**What you need to do:**
Make an exact copy of every entry, from the first line to the last.
--- START ---
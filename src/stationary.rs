//! Stationary-period remover.
//!
//! Parked cars and idle phones still emit fixes; sustained low-speed runs
//! would otherwise dilute trip statistics and glue trips together. A run is
//! elided only when every point in it is at or below the speed threshold and
//! the run spans at least the minimum duration.
//!
//! The scan is a single forward pass holding the current run's start index;
//! no neighbor rescanning per point.

use serde::{Deserialize, Serialize};

use crate::TrackPoint;

/// Configuration for stationary-period removal.
#[derive(Debug, Clone, Serialize, Deserialize)]
pub struct StationaryConfig {
    /// Velocity at or below which a point counts as stationary.
    /// Default: 5.0 km/h
    pub max_speed_kmh: f64,

    /// Minimum time span for a low-speed run to be elided.
    /// Default: 900 seconds (15 minutes)
    pub min_duration_secs: i64,
}

impl Default for StationaryConfig {
    fn default() -> Self {
        Self {
            max_speed_kmh: 5.0,
            min_duration_secs: 900,
        }
    }
}

#[inline]
fn is_stationary(point: &TrackPoint, config: &StationaryConfig) -> bool {
    // A point without a known velocity cannot confirm a dwell
    point
        .velocity_kmh
        .map_or(false, |v| v <= config.max_speed_kmh)
}

/// Remove sustained low-speed dwell periods from a time-ordered track.
///
/// Returns the surviving points (order preserved) and the number removed.
pub fn remove_stationary(
    points: Vec<TrackPoint>,
    config: &StationaryConfig,
) -> (Vec<TrackPoint>, u32) {
    let mut drop_ranges: Vec<(usize, usize)> = Vec::new();
    let mut run_start: Option<usize> = None;

    for i in 0..=points.len() {
        let in_run = i < points.len() && is_stationary(&points[i], config);
        match (run_start, in_run) {
            (None, true) => run_start = Some(i),
            (Some(start), false) => {
                let span_secs =
                    (points[i - 1].timestamp() - points[start].timestamp()).num_seconds();
                if span_secs >= config.min_duration_secs {
                    drop_ranges.push((start, i));
                }
                run_start = None;
            }
            _ => {}
        }
    }

    if drop_ranges.is_empty() {
        return (points, 0);
    }

    let mut removed = 0u32;
    let mut next_range = 0;
    let mut kept = Vec::with_capacity(points.len());
    for (i, point) in points.into_iter().enumerate() {
        while next_range < drop_ranges.len() && i >= drop_ranges[next_range].1 {
            next_range += 1;
        }
        let dropped = next_range < drop_ranges.len()
            && i >= drop_ranges[next_range].0
            && i < drop_ranges[next_range].1;
        if dropped {
            removed += 1;
        } else {
            kept.push(point);
        }
    }

    (kept, removed)
}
--- END ---
**Exercise result:**
filename src/stationary.rs
//! Stationary-period remover.
//!
//! Parked cars and idle phones still emit fixes; sustained low-speed runs
//! would otherwise dilute trip statistics and glue trips together. A run is
//! elided only when every point in it is at or below the speed threshold and
//! the run spans at least the minimum duration.
//!
//! The scan is a single forward pass holding the current run's start index;
//! no neighbor rescanning per point.

use serde::{Deserialize, Serialize};

use crate::TrackPoint;

/// Configuration for stationary-period removal.
#[derive(Debug, Clone, Serialize, Deserialize)]
pub struct StationaryConfig {
    /// Velocity at or below which a point counts as stationary.
    /// Default: 5.0 km/h
    pub max_speed_kmh: f64,

    /// Minimum time span for a low-speed run to be elided.
    /// Default: 900 seconds (15 minutes)
    pub min_duration_secs: i64,
}

impl Default for StationaryConfig {
    fn default() -> Self {
        Self {
            max_speed_kmh: 5.0,
            min_duration_secs: 900,
        }
    }
}

#[inline]
fn is_stationary(point: &TrackPoint, config: &StationaryConfig) -> bool {
    // A point without a known velocity cannot confirm a dwell
    point
        .velocity_kmh
        .map_or(false, |v| v <= config.max_speed_kmh)
}

/// Remove sustained low-speed dwell periods from a time-ordered track.
///
/// Returns the surviving points (order preserved) and the number removed.
pub fn remove_stationary(
    points: Vec<TrackPoint>,
    config: &StationaryConfig,
) -> (Vec<TrackPoint>, u32) {
    let mut drop_ranges: Vec<(usize, usize)> = Vec::new();
    let mut run_start: Option<usize> = None;

    for i in 0..=points.len() {
        let in_run = i < points.len() && is_stationary(&points[i], config);
        match (run_start, in_run) {
            (None, true) => run_start = Some(i),
            (Some(start), false) => {
                let span_secs =
                    (points[i - 1].timestamp() - points[start].timestamp()).num_seconds();
                if span_secs >= config.min_duration_secs {
                    drop_ranges.push((start, i));
                }
                run_start = None;
            }
            _ => {}
        }
    }

    if drop_ranges.is_empty() {
        return (points, 0);
    }

    let mut removed = 0u32;
    let mut next_range = 0;
    let mut kept = Vec::with_capacity(points.len());
    for (i, point) in points.into_iter().enumerate() {
        while next_range < drop_ranges.len() && i >= drop_ranges[next_range].1 {
            next_range += 1;
        }
        let dropped = next_range < drop_ranges.len()
            && i >= drop_ranges[next_range].0
            && i < drop_ranges[next_range].1;
        if dropped {
            removed += 1;
        } else {
            kept.push(point);
        }
    }

    (kept, removed)
}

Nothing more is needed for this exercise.